Ruolo dei professionisti

I professionisti che accompagnano persone in cerca di lavoro svolgono un ruolo importante anche nell’accogliere le loro difficoltà e orientarle verso possibili soluzioni o supporti.  

 

L’esperienza della disoccupazione o dell’assenza di impiego possono variare da persona a persona in funzione di diversi fattori, come età, genere, durata del periodo, reddito disponibile, risorse personali e sociali, motivi della perdita del lavoro, coinvolgimento e soddisfazione rispetto al lavoro precedente, probabilità di trovare un nuovo impiego. Ogni persona ha caratteristiche, esperienze e situazioni molto diverse tra loro, tra queste ci sono uomini e donne che hanno smesso di lavorare per motivi familiari, persone inabili al lavoro a causa di una malattia o una disabilità, indipendenti che hanno perso parte della loro attività o del loro reddito a causa della pandemia, persone con un lavoro precario. Perciò, anche le conseguenze e i possibili effetti sulla salute possono essere diversi da persona a persona. 

Oggi si sa che esiste un legame tra l’esperienza della disoccupazione durante l’arco della vita e la salute mentale : essere esposti alla disoccupazione da giovani, così come esserlo per molteplici volte, hanno effetti negativi a lungo termine sulla salute mentale. 

La situazione attuale, poi, non aiuta: l’incertezza legata alla pandemia accentua lo stress e l’ansia che già in periodi “normali” toccano chi perde il proprio lavoro. 

 

Gli effetti della disoccupazione sulla salute mentale 

Numerosi studi confermano gli effetti negativi della disoccupazione sullo stato di salute percepito, sulla morbilità, la mortalità, la salute psichica e il benessere. Spesso la perdita del lavoro è percepita come un evento traumatico, che può generare stress e avere conseguenze negative sulla salute.

L’assenza di lavoro, soprattutto se obbligata, può causare delle risposte psicologiche avverse, come noia, apatia, ansia, riduzione dell’autostima, sentimenti di fallimento e di inutilità, rifiuto, isolamento sociale, frustrazione, sintomi depressivi. Ai fattori individuali si aggiunge il fattore collettivo della stigmatizzazione. Quando poi lo stigma è interiorizzato anche dalla persona stessa, arriva a compromettere la fiducia in sé, provocando una situazione di stallo. Se la disoccupazione si protrae nel tempo, può aumentare il rischio che si sviluppino delle difficoltà psicologiche più gravi. A volte, la situazione di disagio porta ad un aumento dei comportamenti a rischio, come il consumo di sostanze psicoattive o il gioco d’azzardo, che vengono utilizzate come “rimedi” per sopportare la situazione. Gli studi indicano che lo stato di salute di chi si trova in una condizione di disoccupazione tende a peggiorare man mano che il periodo senza impiego si protrae nel tempo.

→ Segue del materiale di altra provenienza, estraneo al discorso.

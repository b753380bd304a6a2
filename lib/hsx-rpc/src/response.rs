// This Source Code Form is subject to the terms of the Mozilla Public
// License, v. 2.0. If a copy of the MPL was not distributed with this
// file, You can obtain one at https://mozilla.org/MPL/2.0/.

//! Response and event envelopes (spec §6).

use serde_json::{Map, Value};

#[derive(Clone, Debug, serde::Serialize)]
#[serde(tag = "status")]
#[serde(rename_all = "lowercase")]
pub enum Response {
    Ok {
        version: u32,
        #[serde(flatten)]
        fields: Map<String, Value>,
    },
    Error {
        version: u32,
        error: String,
    },
}

impl Response {
    pub fn ok(fields: Map<String, Value>) -> Self {
        Response::Ok { version: 1, fields }
    }

    pub fn empty_ok() -> Self {
        Response::ok(Map::new())
    }

    /// Builds an error response with a `<category>:<detail>` error string,
    /// or just `<category>` when `detail` is empty (spec §6).
    pub fn error(category: &str, detail: impl std::fmt::Display) -> Self {
        let detail = detail.to_string();
        let error = if detail.is_empty() {
            category.to_string()
        } else {
            format!("{category}:{detail}")
        };
        Response::Error { version: 1, error }
    }

    pub fn to_line(&self) -> String {
        serde_json::to_string(self).expect("Response always serializes")
    }
}

/// An event record broadcast on the event bus (spec §3, §4.7).
#[derive(Clone, Debug, serde::Serialize, serde::Deserialize)]
pub struct Event {
    pub seq: u64,
    pub ts: f64,
    #[serde(rename = "type")]
    pub kind: String,
    #[serde(skip_serializing_if = "Option::is_none")]
    pub pid: Option<u32>,
    pub data: Value,
}

impl Event {
    pub fn to_line(&self) -> String {
        serde_json::to_string(self).expect("Event always serializes")
    }
}

#[cfg(test)]
mod tests {
    use super::*;
    use serde_json::json;

    #[test]
    fn error_without_detail_has_no_trailing_colon() {
        let r = Response::error("unsupported", "");
        assert_eq!(r.to_line(), r#"{"status":"error","version":1,"error":"unsupported"}"#);
    }

    #[test]
    fn error_with_detail_concatenates() {
        let r = Response::error("pid_locked", 7);
        assert_eq!(
            r.to_line(),
            r#"{"status":"error","version":1,"error":"pid_locked:7"}"#
        );
    }

    #[test]
    fn ok_flattens_fields() {
        let mut fields = Map::new();
        fields.insert("pid".into(), json!(3));
        let r = Response::ok(fields);
        assert_eq!(r.to_line(), r#"{"status":"ok","version":1,"pid":3}"#);
    }

    #[test]
    fn event_round_trips() {
        let e = Event { seq: 1, ts: 0.5, kind: "task_state".into(), pid: Some(2), data: json!({"prev":"ready"}) };
        let parsed: Event = serde_json::from_str(&e.to_line()).unwrap();
        assert_eq!(parsed.seq, 1);
        assert_eq!(parsed.kind, "task_state");
    }
}
//! Edit guard: decides whether a proposed poll edit is applied straight away or has to wait for the
//! user's confirmation.
//!
//! A poll without pending edits is idle. `submit_edit` validates a proposal and either rejects it,
//! applies it, or (when any option already has votes) returns a [`PendingEdit`], which is the
//! awaiting-confirmation state. `confirm_edit` consumes a pending edit and applies it;
//! `cancel_edit` drops it and nothing changes.

use crate::core::models::edit::{ChangeSummary, Edit, FieldChange, PendingEdit, Proposal, RemovedOption, Submission};
use crate::core::models::option::{normalize_texts, PollOption};
use crate::core::models::poll::{normalize_description, Poll};
use crate::error::Error;
use chrono::{DateTime, Utc};
use itertools::{EitherOrBoth, Itertools};
use uuid::Uuid;

/// Rules evaluated in order, first failure wins: at least 2 non-blank options, non-blank title.
pub fn validate(proposal: Proposal) -> Result<Edit, Error> {
    let options = normalize_texts(&proposal.options);
    if options.len() < 2 {
        return Err(Error::InsufficientOptions);
    }
    let title = proposal.title.trim();
    if title.is_empty() {
        return Err(Error::EmptyTitle);
    }
    Ok(Edit {
        title: title.to_owned(),
        description: normalize_description(proposal.description.as_deref()),
        options,
        is_public: proposal.is_public,
        allow_multiple_votes: proposal.allow_multiple_votes,
        expires_at: proposal.expires_at,
    })
}

pub fn summarize(poll: &Poll, edit: &Edit) -> ChangeSummary {
    let options_changed = poll.options.len() != edit.options.len() || poll.options.iter().zip(&edit.options).any(|(o, t)| &o.text != t);
    let removed_options: Vec<RemovedOption> = poll
        .options
        .iter()
        .skip(edit.options.len())
        .map(|o| RemovedOption {
            id: o.id,
            text: o.text.clone(),
            votes: o.votes,
        })
        .collect();
    ChangeSummary {
        total_votes: poll.total_votes(),
        title: FieldChange::between(poll.title.clone(), edit.title.clone()),
        description_changed: normalize_description(poll.description.as_deref()) != edit.description,
        options_changed,
        added_options: edit.options.iter().skip(poll.options.len()).cloned().collect(),
        discarded_votes: removed_options.iter().map(|o| o.votes).sum(),
        removed_options,
        is_public: FieldChange::between(poll.is_public, edit.is_public),
        allow_multiple_votes: FieldChange::between(poll.allow_multiple_votes, edit.allow_multiple_votes),
        expires_at_changed: poll.expires_at != edit.expires_at,
    }
}

/// Option texts are paired with the existing options by position, so surviving options keep their
/// ids and votes. Extra texts become new zero-vote options, missing ones drop the trailing options.
pub fn apply_edit(poll: &Poll, edit: &Edit, now: DateTime<Utc>) -> Poll {
    let options = poll
        .options
        .iter()
        .zip_longest(&edit.options)
        .filter_map(|pair| match pair {
            EitherOrBoth::Both(existing, text) => Some(PollOption {
                text: text.clone(),
                ..existing.clone()
            }),
            EitherOrBoth::Right(text) => Some(PollOption::new(poll.id, text.clone())),
            EitherOrBoth::Left(_) => None,
        })
        .collect();
    Poll {
        title: edit.title.clone(),
        description: edit.description.clone(),
        options,
        is_public: edit.is_public,
        allow_multiple_votes: edit.allow_multiple_votes,
        expires_at: edit.expires_at,
        updated_at: now,
        ..poll.clone()
    }
}

pub fn submit_edit(poll: &Poll, proposal: Proposal, now: DateTime<Utc>) -> Result<Submission, Error> {
    if !poll.is_active {
        return Err(Error::PollInactive);
    }
    let edit = validate(proposal)?;
    let summary = summarize(poll, &edit);
    if summary.is_empty() {
        return Err(Error::NoChangesDetected);
    }
    if poll.has_votes() {
        return Ok(Submission::AwaitingConfirmation {
            pending_edit: PendingEdit {
                id: Uuid::new_v4(),
                poll_id: poll.id,
                base_updated_at: poll.updated_at,
                edit,
                summary,
                created_at: now,
            },
        });
    }
    Ok(Submission::Applied { poll: apply_edit(poll, &edit, now) })
}

/// Applies a confirmed edit on top of `current`, the poll as it is now. Votes cast while the edit was
/// waiting are kept, but any other edit in between makes this one stale.
pub fn confirm_edit(pending: PendingEdit, current: &Poll, now: DateTime<Utc>) -> Result<Poll, Error> {
    if pending.poll_id != current.id {
        return Err(Error::PendingEditNotFound);
    }
    if !current.is_active {
        return Err(Error::PollInactive);
    }
    if current.updated_at != pending.base_updated_at {
        return Err(Error::StaleEdit);
    }
    Ok(apply_edit(current, &pending.edit, now))
}

pub fn cancel_edit(pending: PendingEdit) {
    log::debug!("edit {} on poll {} cancelled", pending.id, pending.poll_id);
}
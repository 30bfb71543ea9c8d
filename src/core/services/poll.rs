use crate::core::models::{
    common::Pagination,
    option::PollOption,
    poll::{Create, Poll, PollQuery, Query, Tally},
};
use crate::core::ports::repository::{PendingEditCommon, PollCommon, Store};
use crate::error::Error;
use chrono::{DateTime, TimeZone, Utc};
use uuid::Uuid;

fn expired(poll: &Poll, now: DateTime<Utc>) -> Poll {
    let mut poll = poll.clone();
    if poll.expire_if_due(now) {
        log::info!("poll {} expired", poll.id);
    }
    poll
}

pub async fn create_poll<S>(store: &S, data: Create) -> Result<Poll, Error>
where
    S: Store,
{
    let poll = Poll::create(data, Utc::now())?;
    PollCommon::insert(store, poll.clone()).await?;
    log::info!("poll {} created by {} with {} options", poll.id, poll.created_by, poll.options.len());
    Ok(poll)
}

pub async fn poll_detail<S>(store: &S, id: Uuid) -> Result<Poll, Error>
where
    S: Store,
{
    let now = Utc::now();
    PollCommon::get_for_update(store, id, |p| Ok(expired(p, now))).await
}

pub async fn query_polls<S>(store: &S, query: PollQuery) -> Result<(Vec<Poll>, i64), Error>
where
    S: Store,
{
    let now = Utc::now();
    let filter = Query { created_by_eq: query.created_by };
    let total = PollCommon::count(store, &filter).await?;
    let size = usize::try_from(query.size).unwrap_or(0);
    let offset = usize::try_from(query.page.max(1) - 1).unwrap_or(usize::MAX).saturating_mul(size);
    let polls = PollCommon::query(store, &filter, Some(Pagination::new(size, Some(offset)))).await?;
    Ok((polls.iter().map(|p| expired(p, now)).collect(), total))
}

pub async fn user_polls<S>(store: &S, user: String) -> Result<Vec<Poll>, Error>
where
    S: Store,
{
    let now = Utc::now();
    let polls = PollCommon::query(store, &Query { created_by_eq: Some(user) }, None).await?;
    Ok(polls.iter().map(|p| expired(p, now)).collect())
}

pub async fn delete_poll<S>(store: &S, id: Uuid) -> Result<(), Error>
where
    S: Store,
{
    PollCommon::delete(store, id).await?;
    PendingEditCommon::delete_by_poll(store, id).await?;
    log::info!("poll {} deleted", id);
    Ok(())
}

pub async fn close_poll<S>(store: &S, id: Uuid) -> Result<Poll, Error>
where
    S: Store,
{
    let now = Utc::now();
    let poll = PollCommon::get_for_update(store, id, |p| {
        let mut p = p.clone();
        p.close(now);
        Ok(p)
    })
    .await?;
    log::info!("poll {} closed", id);
    Ok(poll)
}

pub async fn submit_vote<S>(store: &S, id: Uuid, option_id: Uuid) -> Result<Poll, Error>
where
    S: Store,
{
    let now = Utc::now();
    let poll = PollCommon::get_for_update(store, id, |p| expired(p, now).record_vote(option_id))
        .await
        .map_err(|e| {
            log::warn!("vote on poll {} option {} rejected: {}", id, option_id, e);
            e
        })?;
    log::debug!("vote recorded on poll {} option {}", id, option_id);
    Ok(poll)
}

pub async fn poll_results<S>(store: &S, id: Uuid) -> Result<Tally, Error>
where
    S: Store,
{
    let now = Utc::now();
    let poll = PollCommon::get_for_update(store, id, |p| Ok(expired(p, now))).await?;
    Ok(poll.tally())
}

fn demo_poll(title: &str, description: &str, created_by: &str, options: &[(&str, u64)], expires_at: Option<DateTime<Utc>>, created_at: DateTime<Utc>) -> Poll {
    let id = Uuid::new_v4();
    Poll {
        id,
        title: title.to_owned(),
        description: Some(description.to_owned()),
        options: options
            .iter()
            .map(|(text, votes)| PollOption {
                votes: *votes,
                ..PollOption::new(id, (*text).to_owned())
            })
            .collect(),
        created_by: created_by.to_owned(),
        is_active: true,
        is_public: true,
        allow_multiple_votes: false,
        expires_at,
        created_at,
        updated_at: created_at,
    }
}

/// Loads the two sample polls used for demos and local development.
pub async fn seed_demo_polls<S>(store: &S) -> Result<(), Error>
where
    S: Store,
{
    let date = |y, m, d| Utc.with_ymd_and_hms(y, m, d, 0, 0, 0).single().ok_or_else(|| Error::ServerError("invalid seed date".into()));
    let polls = [
        demo_poll(
            "What's your favorite programming language?",
            "Let's see what the community prefers",
            "user1",
            &[("JavaScript", 45), ("Python", 38), ("TypeScript", 32), ("Rust", 15)],
            None,
            date(2024, 1, 15)?,
        ),
        demo_poll(
            "Best framework for building web apps?",
            "Share your experience and preferences",
            "user2",
            &[("React", 52), ("Vue", 28), ("Angular", 20), ("Svelte", 18)],
            Some(date(2024, 2, 15)?),
            date(2024, 1, 10)?,
        ),
    ];
    for poll in polls {
        PollCommon::insert(store, poll).await?;
    }
    log::info!("seeded demo polls");
    Ok(())
}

Se però da un lato la disoccupazione ha un effetto nocivo sulla salute a livello psicologico, fisico e comportamentale, d’altra parte uno stato di salute più fragile ostacola a sua volta l’accesso al lavoro. È importante dunque fare il possibile per favorire la salute di chi vive una situazione di questo tipo.

 

Accogliere le vulnerabilità legate alla perdita del lavoro

I professionisti che nella loro attività accompagnano le persone in cerca di lavoro sono confrontati pressoché quotidianamente anche con le loro difficoltà. Probabilmente non è sempre semplice svolgere il proprio lavoro e perseguire obiettivi professionali, e al tempo stesso accogliere le vulnerabilità psichiche delle persone accompagnate. Tanto più nel periodo attuale, in cui i vari servizi sono fortemente sollecitati e i mezzi a disposizione potrebbero non corrispondere all’aumento del bisogno.

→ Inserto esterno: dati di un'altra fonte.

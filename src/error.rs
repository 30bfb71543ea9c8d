use actix_web::http::StatusCode;
use actix_web::{HttpResponse, ResponseError};

use crate::dotenv::Error as DotError;
use crate::serde::Serialize;
use crate::thiserror::Error as ThisError;

#[derive(Debug, ThisError)]
pub enum Error {
    #[error("please provide at least 2 options")]
    InsufficientOptions,

    #[error("poll title must not be empty")]
    EmptyTitle,

    #[error("no changes detected")]
    NoChangesDetected,

    #[error("poll is not active")]
    PollInactive,

    #[error("invalid option")]
    OptionNotFound,

    #[error("poll not found")]
    PollNotFound,

    #[error("pending edit not found")]
    PendingEditNotFound,

    #[error("poll has been edited since this change was proposed")]
    StaleEdit,

    #[error("config error: {0}")]
    Config(String),

    #[error("dotenv error")]
    DotEnvError(#[from] DotError),

    #[error("server error: {0}")]
    ServerError(String),
}

impl Error {
    pub fn code(&self) -> &'static str {
        match self {
            Error::InsufficientOptions => "INSUFFICIENT_OPTIONS",
            Error::EmptyTitle => "EMPTY_TITLE",
            Error::NoChangesDetected => "NO_CHANGES_DETECTED",
            Error::PollInactive => "POLL_INACTIVE",
            Error::OptionNotFound => "OPTION_NOT_FOUND",
            Error::PollNotFound => "POLL_NOT_FOUND",
            Error::PendingEditNotFound => "PENDING_EDIT_NOT_FOUND",
            Error::StaleEdit => "STALE_EDIT",
            Error::Config(_) | Error::DotEnvError(_) | Error::ServerError(_) => "INTERNAL_ERROR",
        }
    }
}

#[derive(Debug, Serialize)]
struct ErrorBody {
    error: &'static str,
    message: String,
}

impl ResponseError for Error {
    fn status_code(&self) -> StatusCode {
        match self {
            Error::InsufficientOptions | Error::EmptyTitle | Error::NoChangesDetected | Error::PollInactive | Error::OptionNotFound => StatusCode::BAD_REQUEST,
            Error::PollNotFound | Error::PendingEditNotFound => StatusCode::NOT_FOUND,
            Error::StaleEdit => StatusCode::CONFLICT,
            Error::Config(_) | Error::DotEnvError(_) | Error::ServerError(_) => StatusCode::INTERNAL_SERVER_ERROR,
        }
    }

    fn error_response(&self) -> HttpResponse {
        let status = self.status_code();
        let message = if status.is_server_error() {
            log::error!("{}", self);
            "an internal error occurred".to_owned()
        } else {
            self.to_string()
        };
        HttpResponse::build(status).json(ErrorBody { error: self.code(), message })
    }
}
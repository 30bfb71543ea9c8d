pub mod edit;
pub mod poll;
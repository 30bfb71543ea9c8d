pub mod common;
pub mod edit;
pub mod option;
pub mod poll;
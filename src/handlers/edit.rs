use crate::actix_web::{
    web::{Data, Json, Path},
    HttpResponse,
};
use crate::config::Config;
use crate::core::models::poll::Poll;
use crate::core::ports::repository::Store;
use crate::core::services::edit as service;
use crate::error::Error;
use uuid::Uuid;

pub async fn confirm<S: Store + 'static>(path: Path<Uuid>, store: Data<S>, config: Data<Config>) -> Result<Json<Poll>, Error> {
    let edit_id = path.into_inner();
    Ok(Json(service::confirm_edit(store.get_ref(), edit_id, config.pending_edit_ttl).await?))
}

pub async fn cancel<S: Store + 'static>(path: Path<Uuid>, store: Data<S>) -> Result<HttpResponse, Error> {
    let edit_id = path.into_inner();
    service::cancel_edit(store.get_ref(), edit_id).await?;
    Ok(HttpResponse::NoContent().finish())
}
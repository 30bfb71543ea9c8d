pub mod guard;
pub mod models;
pub mod ports;
pub mod services;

Indipendentemente dal contesto in cui intervengono i diversi professionisti e, pur non essendo specialisti in salute mentale, il loro ruolo di accoglienza, ascolto e orientamento è molto prezioso per chi condivide la propria fragilità. L’accoglienza da parte dei professionisti a volte è sufficiente per dare il necessario sostegno a chi sta attraversando un periodo di difficoltà. Tenere in considerazione l’aspetto della “salute mentale” nell’ambito dell’accompagnamento di persone in cerca di lavoro è importante e può avere un effetto determinante sul benessere e sulla capacità di reinserimento in futuro. Accogliere le eventuali difficoltà psichiche permette inoltre di adattare e ottimizzare l’accompagnamento di cui necessita una persona. Spesso, questo tipo di difficoltà si manifestano piuttosto attraverso sintomi fisici, come mal di schiena, mal di testa, disturbi del sonno, in quanto sono più facili da accettare rispetto a sintomi di tipo emotivo e psichico.